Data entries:
————————
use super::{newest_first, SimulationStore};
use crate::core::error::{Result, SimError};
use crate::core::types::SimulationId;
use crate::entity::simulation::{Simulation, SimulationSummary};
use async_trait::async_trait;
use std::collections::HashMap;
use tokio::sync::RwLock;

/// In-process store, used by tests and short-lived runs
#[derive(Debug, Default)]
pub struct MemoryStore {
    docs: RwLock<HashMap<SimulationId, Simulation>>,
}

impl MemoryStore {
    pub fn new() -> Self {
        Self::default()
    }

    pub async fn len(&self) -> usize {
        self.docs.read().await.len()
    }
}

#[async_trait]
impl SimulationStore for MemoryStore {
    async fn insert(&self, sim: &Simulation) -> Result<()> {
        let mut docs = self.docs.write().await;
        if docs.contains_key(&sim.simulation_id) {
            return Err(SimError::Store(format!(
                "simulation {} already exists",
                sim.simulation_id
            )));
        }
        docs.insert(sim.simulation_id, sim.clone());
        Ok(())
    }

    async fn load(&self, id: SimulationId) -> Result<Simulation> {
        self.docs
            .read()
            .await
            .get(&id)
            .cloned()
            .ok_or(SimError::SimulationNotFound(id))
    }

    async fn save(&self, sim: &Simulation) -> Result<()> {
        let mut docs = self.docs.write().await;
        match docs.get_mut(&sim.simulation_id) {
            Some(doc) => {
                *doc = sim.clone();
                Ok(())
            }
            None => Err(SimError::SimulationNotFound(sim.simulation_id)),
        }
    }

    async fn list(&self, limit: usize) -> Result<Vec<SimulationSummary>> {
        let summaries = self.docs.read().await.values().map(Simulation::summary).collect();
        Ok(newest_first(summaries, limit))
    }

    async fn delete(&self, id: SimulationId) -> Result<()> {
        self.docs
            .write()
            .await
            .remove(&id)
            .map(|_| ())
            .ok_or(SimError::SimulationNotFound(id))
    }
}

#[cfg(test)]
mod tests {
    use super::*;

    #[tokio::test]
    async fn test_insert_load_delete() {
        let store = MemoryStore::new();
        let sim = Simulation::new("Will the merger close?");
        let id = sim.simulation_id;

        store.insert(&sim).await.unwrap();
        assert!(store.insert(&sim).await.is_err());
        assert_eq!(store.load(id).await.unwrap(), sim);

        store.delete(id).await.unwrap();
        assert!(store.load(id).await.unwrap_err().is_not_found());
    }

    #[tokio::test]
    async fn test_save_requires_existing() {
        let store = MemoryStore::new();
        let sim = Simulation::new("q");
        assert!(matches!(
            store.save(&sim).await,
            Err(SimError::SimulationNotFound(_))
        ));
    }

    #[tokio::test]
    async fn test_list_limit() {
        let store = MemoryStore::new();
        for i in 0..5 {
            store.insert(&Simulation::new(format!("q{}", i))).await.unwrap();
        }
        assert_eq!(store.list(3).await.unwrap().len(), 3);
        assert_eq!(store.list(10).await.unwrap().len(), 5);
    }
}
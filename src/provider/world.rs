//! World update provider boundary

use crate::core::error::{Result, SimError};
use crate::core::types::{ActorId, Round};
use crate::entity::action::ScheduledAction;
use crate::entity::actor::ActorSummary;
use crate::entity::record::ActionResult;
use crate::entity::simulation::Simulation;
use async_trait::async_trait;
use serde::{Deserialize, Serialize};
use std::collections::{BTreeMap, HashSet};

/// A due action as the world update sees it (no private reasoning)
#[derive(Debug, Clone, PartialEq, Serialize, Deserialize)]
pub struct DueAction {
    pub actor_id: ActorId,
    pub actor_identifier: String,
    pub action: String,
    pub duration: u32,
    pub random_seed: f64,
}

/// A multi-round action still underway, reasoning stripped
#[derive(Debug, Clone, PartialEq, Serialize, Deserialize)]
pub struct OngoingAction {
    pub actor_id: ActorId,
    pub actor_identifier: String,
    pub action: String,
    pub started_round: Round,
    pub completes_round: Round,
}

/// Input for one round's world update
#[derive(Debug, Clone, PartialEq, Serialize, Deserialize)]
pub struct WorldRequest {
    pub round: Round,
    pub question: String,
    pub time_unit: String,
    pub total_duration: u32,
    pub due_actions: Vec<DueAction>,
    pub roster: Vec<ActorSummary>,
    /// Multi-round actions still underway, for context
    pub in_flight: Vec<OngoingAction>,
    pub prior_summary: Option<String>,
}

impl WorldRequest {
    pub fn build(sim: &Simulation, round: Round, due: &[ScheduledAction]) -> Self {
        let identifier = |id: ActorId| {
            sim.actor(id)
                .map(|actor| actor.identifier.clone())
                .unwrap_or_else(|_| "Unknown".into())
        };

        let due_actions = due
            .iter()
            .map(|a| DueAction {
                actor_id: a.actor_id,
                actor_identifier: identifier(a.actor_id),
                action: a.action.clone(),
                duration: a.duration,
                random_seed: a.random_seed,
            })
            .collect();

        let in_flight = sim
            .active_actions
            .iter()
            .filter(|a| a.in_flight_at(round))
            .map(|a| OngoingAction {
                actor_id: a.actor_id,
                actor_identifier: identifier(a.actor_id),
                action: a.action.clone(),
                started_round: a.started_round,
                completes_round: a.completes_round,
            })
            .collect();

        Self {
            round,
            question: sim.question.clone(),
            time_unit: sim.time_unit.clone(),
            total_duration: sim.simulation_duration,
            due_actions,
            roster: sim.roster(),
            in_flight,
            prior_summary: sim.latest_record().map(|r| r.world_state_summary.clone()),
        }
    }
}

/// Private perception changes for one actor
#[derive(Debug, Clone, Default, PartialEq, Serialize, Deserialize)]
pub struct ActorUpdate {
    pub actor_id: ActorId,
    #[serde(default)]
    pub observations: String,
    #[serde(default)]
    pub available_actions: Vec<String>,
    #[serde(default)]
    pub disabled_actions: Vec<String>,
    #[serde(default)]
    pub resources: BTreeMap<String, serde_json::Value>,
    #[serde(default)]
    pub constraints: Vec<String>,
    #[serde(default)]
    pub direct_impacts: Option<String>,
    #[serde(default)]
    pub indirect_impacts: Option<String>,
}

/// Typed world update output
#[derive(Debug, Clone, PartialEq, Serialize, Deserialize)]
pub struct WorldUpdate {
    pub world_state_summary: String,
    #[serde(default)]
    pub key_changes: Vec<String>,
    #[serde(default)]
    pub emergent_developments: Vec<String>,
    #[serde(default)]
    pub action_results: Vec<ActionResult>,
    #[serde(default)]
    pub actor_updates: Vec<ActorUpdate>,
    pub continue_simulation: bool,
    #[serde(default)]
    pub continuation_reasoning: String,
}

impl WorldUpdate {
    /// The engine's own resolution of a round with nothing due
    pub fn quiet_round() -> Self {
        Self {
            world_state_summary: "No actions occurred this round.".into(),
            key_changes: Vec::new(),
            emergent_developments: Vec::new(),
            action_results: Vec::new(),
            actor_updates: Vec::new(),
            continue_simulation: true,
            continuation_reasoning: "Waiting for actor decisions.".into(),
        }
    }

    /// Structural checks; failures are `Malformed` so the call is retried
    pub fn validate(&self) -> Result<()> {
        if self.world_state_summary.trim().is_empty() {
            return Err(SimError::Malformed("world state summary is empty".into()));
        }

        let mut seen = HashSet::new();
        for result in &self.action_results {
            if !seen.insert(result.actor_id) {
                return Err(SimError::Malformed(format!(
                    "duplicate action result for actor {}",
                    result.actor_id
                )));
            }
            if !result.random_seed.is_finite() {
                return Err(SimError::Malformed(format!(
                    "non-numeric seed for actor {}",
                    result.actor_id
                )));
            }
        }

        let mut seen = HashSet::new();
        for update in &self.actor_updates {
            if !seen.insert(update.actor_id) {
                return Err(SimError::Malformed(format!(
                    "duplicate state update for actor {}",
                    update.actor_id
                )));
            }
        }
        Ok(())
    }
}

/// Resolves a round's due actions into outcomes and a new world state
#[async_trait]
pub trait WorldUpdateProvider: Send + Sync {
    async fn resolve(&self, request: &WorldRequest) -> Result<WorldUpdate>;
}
————————
*WORK INSTRUCTION*
From the records above, reproduce exactly the lines from the one with "let id = sim.simulation_id;" to the one with "round's world update", both included, and no others.

*SOLUTION TO THE PROBLEM*
        let id = sim.simulation_id;

        store.insert(&sim).await.unwrap();
        assert!(store.insert(&sim).await.is_err());
        assert_eq!(store.load(id).await.unwrap(), sim);

        store.delete(id).await.unwrap();
        assert!(store.load(id).await.unwrap_err().is_not_found());
    }

    #[tokio::test]
    async fn test_save_requires_existing() {
        let store = MemoryStore::new();
        let sim = Simulation::new("q");
        assert!(matches!(
            store.save(&sim).await,
            Err(SimError::SimulationNotFound(_))
        ));
    }

    #[tokio::test]
    async fn test_list_limit() {
        let store = MemoryStore::new();
        for i in 0..5 {
            store.insert(&Simulation::new(format!("q{}", i))).await.unwrap();
        }
        assert_eq!(store.list(3).await.unwrap().len(), 3);
        assert_eq!(store.list(10).await.unwrap().len(), 5);
    }
}
filename src/provider/world.rs
//! World update provider boundary

use crate::core::error::{Result, SimError};
use crate::core::types::{ActorId, Round};
use crate::entity::action::ScheduledAction;
use crate::entity::actor::ActorSummary;
use crate::entity::record::ActionResult;
use crate::entity::simulation::Simulation;
use async_trait::async_trait;
use serde::{Deserialize, Serialize};
use std::collections::{BTreeMap, HashSet};

/// A due action as the world update sees it (no private reasoning)
#[derive(Debug, Clone, PartialEq, Serialize, Deserialize)]
pub struct DueAction {
    pub actor_id: ActorId,
    pub actor_identifier: String,
    pub action: String,
    pub duration: u32,
    pub random_seed: f64,
}

/// A multi-round action still underway, reasoning stripped
#[derive(Debug, Clone, PartialEq, Serialize, Deserialize)]
pub struct OngoingAction {
    pub actor_id: ActorId,
    pub actor_identifier: String,
    pub action: String,
    pub started_round: Round,
    pub completes_round: Round,
}

/// Input for one round's world update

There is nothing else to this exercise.